Les six se placent dans leurs boxes respectifs, dans leurs cages idoines devrais-je même dire, parés dans les starting blocks à en découdre et surtout pas en démordre jusqu'à ce que le gong final retentisse dans la plus grande effervescence. Ca bouillonne à l'intérieur des petites casemates dans lesquelles les mecs sont cantonnés, les poiscailles sont les plus flippantes, Wade verrait presque leur petite nervure caractéristique du sang qui leur pulse à travers le crâne à ces foutus énergumènes.

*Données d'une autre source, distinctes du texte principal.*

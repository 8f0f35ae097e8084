//! File system errors

use super::QuiverError;

/// Creates a file read failed error
pub fn read_failed(path: impl Into<String>, reason: impl Into<String>) -> QuiverError {
    QuiverError::FileReadFailed {
        path: path.into(),
        reason: reason.into(),
    }
}

/// Creates a file write failed error
pub fn write_failed(path: impl Into<String>, reason: impl Into<String>) -> QuiverError {
    QuiverError::FileWriteFailed {
        path: path.into(),
        reason: reason.into(),
    }
}
//! Install spec errors

use super::QuiverError;

/// Creates an invalid install spec error
pub fn invalid(input: impl Into<String>, reason: impl Into<String>) -> QuiverError {
    QuiverError::InvalidSpec {
        input: input.into(),
        reason: reason.into(),
    }
}

/// Creates an unknown artifact kind error
pub fn unknown_kind(segment: impl Into<String>, path: impl Into<String>) -> QuiverError {
    QuiverError::UnknownArtifactKind {
        segment: segment.into(),
        path: path.into(),
    }
}
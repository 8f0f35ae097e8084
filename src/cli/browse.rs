use clap::Parser;

use crate::domain::ArtifactKind;

/// Arguments for the browse command
#[derive(Parser, Debug)]
#[command(after_help = "EXAMPLES:\n  \
                  Browse every registered repository:\n    quiver browse\n\n\
                  Browse one repository:\n    quiver browse acme-tool\n\n\
                  Only bundles:\n    quiver browse acme-tool --type bundle")]
pub struct BrowseArgs {
    /// Namespace to browse (default: all registered repositories)
    pub namespace: Option<String>,

    /// Only show artifacts of this kind
    #[arg(long = "type", short = 't', value_enum)]
    pub kind: Option<ArtifactKind>,
}

/// Arguments for the search command
#[derive(Parser, Debug)]
pub struct SearchArgs {
    /// Case-insensitive text to look for in artifact names
    pub query: String,
}

#[cfg(test)]
mod tests {
    use super::*;
    use crate::cli::{Cli, Commands};

    #[test]
    fn test_cli_parsing_browse() {
        let cli = Cli::try_parse_from(["quiver", "browse", "acme-tool", "--type", "bundle"]).unwrap();
        match cli.command {
            Commands::Browse(args) => {
                assert_eq!(args.namespace.as_deref(), Some("acme-tool"));
                assert_eq!(args.kind, Some(ArtifactKind::Bundle));
            }
            _ => panic!("Expected Browse command"),
        }
    }

    #[test]
    fn test_cli_parsing_search() {
        let cli = Cli::try_parse_from(["quiver", "search", "review"]).unwrap();
        match cli.command {
            Commands::Search(args) => assert_eq!(args.query, "review"),
            _ => panic!("Expected Search command"),
        }
    }
}
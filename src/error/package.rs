//! Installed package errors

use super::QuiverError;

/// Creates a package not installed error
pub fn not_found(name: impl Into<String>) -> QuiverError {
    QuiverError::PackageNotFound { name: name.into() }
}

/// Creates an already installed error
pub fn already_installed(name: impl Into<String>) -> QuiverError {
    QuiverError::AlreadyInstalled { name: name.into() }
}

/// Creates an install failure error
pub fn install_failed(name: impl Into<String>, reason: impl Into<String>) -> QuiverError {
    QuiverError::InstallFailed {
        name: name.into(),
        reason: reason.into(),
    }
}
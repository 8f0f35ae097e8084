//! Utility traits for configuration documents

/// A document holding records addressed by a unique key
pub trait RecordContainer<R> {
    fn records(&self) -> &[R];

    fn key(record: &R) -> &str;

    fn find(&self, key: &str) -> Option<&R> {
        self.records().iter().find(|r| Self::key(r) == key)
    }

    fn contains(&self, key: &str) -> bool {
        self.find(key).is_some()
    }
}
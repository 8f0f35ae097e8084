//! Install: copy an artifact out of a mirror and record it in the ledger

use std::fs;
use std::path::Path;

use chrono::{DateTime, Utc};
use walkdir::WalkDir;

use super::PackageManager;
use crate::config::utils::RecordContainer;
use crate::domain::{
    ArtifactKind, CommitId, InstalledPackage, PackageFile, PackageVersion, SourceShape,
    namespaced_name,
};
use crate::error::{Result, package, spec as spec_error};
use crate::git::VersionControl;
use crate::hash::ledger_hash;
use crate::source::InstallSpec;
use crate::transaction::Transaction;

/// Where a spec's path points inside a mirror
#[derive(Debug, Clone, PartialEq, Eq)]
struct ResolvedSource {
    kind: ArtifactKind,
    original_name: String,
    /// Normalized path relative to the mirror root, without a trailing `/`
    source_path: String,
}

/// Derive kind and original name from the path conventions
///
/// Bundles are addressed as exactly `bundles/<name>`; file kinds may be nested
/// and are named after the file stem of their last segment.
fn resolve_source(spec: &InstallSpec) -> Result<ResolvedSource> {
    let input = spec.to_string();
    let path = spec.path.trim_end_matches('/');

    if path.starts_with('/') || Path::new(path).is_absolute() {
        return Err(spec_error::invalid(&input, "path must be relative to the repository"));
    }
    let segments: Vec<&str> = path.split('/').collect();
    if segments
        .iter()
        .any(|s| s.is_empty() || *s == "." || *s == "..")
    {
        return Err(spec_error::invalid(
            &input,
            "path may not contain empty, '.' or '..' segments",
        ));
    }

    let kind = ArtifactKind::from_dir_name(segments[0])
        .ok_or_else(|| spec_error::unknown_kind(segments[0], path))?;

    let original_name = match kind.shape() {
        SourceShape::Directory { .. } => match segments.as_slice() {
            [_, name] => (*name).to_string(),
            _ => {
                return Err(spec_error::invalid(
                    &input,
                    format!("{kind} paths must be {}/<name>", kind.dir_name()),
                ));
            }
        },
        SourceShape::File { .. } => {
            if segments.len() < 2 {
                return Err(spec_error::invalid(
                    &input,
                    format!("path names no {kind} inside {}/", kind.dir_name()),
                ));
            }
            let last = segments[segments.len() - 1];
            Path::new(last)
                .file_stem()
                .map(|s| s.to_string_lossy().into_owned())
                .filter(|s| !s.is_empty())
                .ok_or_else(|| spec_error::invalid(&input, "file name is empty"))?
        }
    };

    Ok(ResolvedSource {
        kind,
        original_name,
        source_path: path.to_string(),
    })
}

/// Extension, with its dot, that the installed copy of `source_path` carries
///
/// File kinds keep the source file's own extension, including its case.
fn destination_extension(kind: ArtifactKind, source_path: &str) -> String {
    match kind.shape() {
        SourceShape::Directory { .. } => String::new(),
        SourceShape::File { .. } => Path::new(source_path)
            .extension()
            .map(|ext| format!(".{}", ext.to_string_lossy()))
            .unwrap_or_default(),
    }
}

impl<G: VersionControl> PackageManager<'_, G> {
    /// Install the artifact addressed by `spec`
    pub fn install(&self, spec: &str) -> Result<InstalledPackage> {
        let spec = InstallSpec::parse(spec)?;
        self.install_spec(&spec, None)
    }

    /// Install a parsed spec; `installed_at` carries over the original install
    /// time when reinstalling during an update
    pub(super) fn install_spec(
        &self,
        spec: &InstallSpec,
        installed_at: Option<DateTime<Utc>>,
    ) -> Result<InstalledPackage> {
        let registration = self.registry.get(&spec.namespace)?;
        let resolved = resolve_source(spec)?;
        let name = namespaced_name(&spec.namespace, &resolved.original_name);

        let ledger_path = self.paths().ledger_file();
        let mut ledger = self.load_ledger()?;
        if ledger.contains(&name) {
            return Err(package::already_installed(name));
        }

        if let Some(version) = &spec.version {
            tracing::warn!(
                package = %name,
                version = %version,
                "version pinning is not supported; installing the mirror's current commit"
            );
        }

        let mirror = self.registry.mirror(&spec.namespace)?;
        let source = mirror.join(&resolved.source_path);
        if !resolved.kind.matches_entry(&source) {
            return Err(package::install_failed(
                &name,
                format!(
                    "'{}' is not a {} in repository '{}'",
                    resolved.source_path, resolved.kind, spec.namespace
                ),
            ));
        }

        let sha = match self.gateway().current_commit(&mirror) {
            Ok(sha) => CommitId::Known(sha),
            Err(e) => {
                tracing::warn!(package = %name, error = %e, "could not resolve mirror commit");
                CommitId::Unknown
            }
        };

        let destination = resolved.kind.destination(
            self.paths().artifacts_dir(),
            &name,
            &destination_extension(resolved.kind, &resolved.source_path),
        );
        if let Some(owner) = ledger.owner_of(&destination) {
            return Err(package::install_failed(
                &name,
                format!(
                    "{} is owned by package '{}'",
                    destination.display(),
                    owner.namespaced_name
                ),
            ));
        }
        if fs::symlink_metadata(&destination).is_ok() {
            return Err(package::install_failed(
                &name,
                format!("{} already exists", destination.display()),
            ));
        }

        let mut transaction = Transaction::new(&name);
        let files = match resolved.kind.shape() {
            SourceShape::Directory { .. } => {
                copy_tree(&mut transaction, &source, &destination, &resolved.source_path)
            }
            SourceShape::File { .. } => {
                copy_file(&mut transaction, &source, &destination, &resolved.source_path)
                    .map(|file| vec![file])
            }
        }
        .map_err(|reason| package::install_failed(&name, reason))?;

        if resolved.kind.is_executable() {
            for file in &files {
                make_executable(&file.destination)
                    .map_err(|e| package::install_failed(&name, e))?;
            }
        }

        let now = Utc::now();
        let record = InstalledPackage {
            namespaced_name: name.clone(),
            original_name: resolved.original_name,
            kind: resolved.kind,
            namespace: spec.namespace.clone(),
            source_path: resolved.source_path,
            version: PackageVersion::Commit {
                sha,
                git_ref: registration.default_branch,
            },
            requested_version: spec.version.clone(),
            files,
            installed_at: installed_at.unwrap_or(now),
            updated_at: now,
        };

        ledger.insert(record.clone())?;
        // Dropping the transaction on error removes every copied file
        ledger
            .save(&ledger_path)
            .map_err(|e| package::install_failed(&name, e.to_string()))?;
        tracing::debug!(
            package = %name,
            created = transaction.created_files().len(),
            "committing install"
        );
        transaction.commit();

        tracing::info!(package = %name, files = record.files.len(), "installed");
        Ok(record)
    }
}

/// Copy one file, recording it in the transaction and the returned entry
fn copy_file(
    transaction: &mut Transaction,
    source: &Path,
    destination: &Path,
    source_rel: &str,
) -> std::result::Result<PackageFile, String> {
    if let Some(parent) = destination.parent() {
        transaction
            .create_dir_all(parent)
            .map_err(|e| format!("create {}: {e}", parent.display()))?;
    }

    transaction.track_file_created(destination);
    fs::copy(source, destination).map_err(|e| format!("copy {source_rel}: {e}"))?;

    Ok(PackageFile {
        source: source_rel.to_string(),
        destination: destination.to_path_buf(),
        hash: ledger_hash(destination),
    })
}

/// Copy a bundle directory recursively, skipping `.git`
///
/// Entries are visited in file-name order so the ledger lists files stably.
fn copy_tree(
    transaction: &mut Transaction,
    source: &Path,
    destination: &Path,
    source_path: &str,
) -> std::result::Result<Vec<PackageFile>, String> {
    transaction
        .create_dir_all(destination)
        .map_err(|e| format!("create {}: {e}", destination.display()))?;

    let mut files = Vec::new();
    let walker = WalkDir::new(source)
        .min_depth(1)
        .sort_by_file_name()
        .into_iter()
        .filter_entry(|e| e.file_name() != ".git");

    for entry in walker {
        let entry = entry.map_err(|e| format!("walk {source_path}: {e}"))?;
        let relative = entry
            .path()
            .strip_prefix(source)
            .map_err(|e| e.to_string())?;
        let target = destination.join(relative);

        if entry.file_type().is_dir() {
            transaction
                .create_dir_all(&target)
                .map_err(|e| format!("create {}: {e}", target.display()))?;
            continue;
        }

        let source_rel = format!("{source_path}/{}", to_slash(relative));
        files.push(copy_file(transaction, entry.path(), &target, &source_rel)?);
    }

    Ok(files)
}

fn to_slash(path: &Path) -> String {
    path.components()
        .map(|c| c.as_os_str().to_string_lossy())
        .collect::<Vec<_>>()
        .join("/")
}

#[cfg(unix)]
fn make_executable(path: &Path) -> std::result::Result<(), String> {
    use std::os::unix::fs::PermissionsExt;

    fs::set_permissions(path, fs::Permissions::from_mode(0o755))
        .map_err(|e| format!("chmod {}: {e}", path.display()))
}

#[cfg(not(unix))]
fn make_executable(_path: &Path) -> std::result::Result<(), String> {
    Ok(())
}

Le gong sonne et la rixe déroule, les mecs déboulent rapidement dans une acclamation générale, le règne martial reprend ses droits, celui du mollard bien fait qui vole sur le coin de la face de l'autre blondin et ses épis farfelus. Tout un tas d'outils en tous genre ont été flanqués çà et là pour qu'on transforme le périmètre en une enceinte sale.  Battes cloutées, chaises, barramines, pieds de biche, clefs anglaises et même un putain de chalumeau sont au programme des réjouissances.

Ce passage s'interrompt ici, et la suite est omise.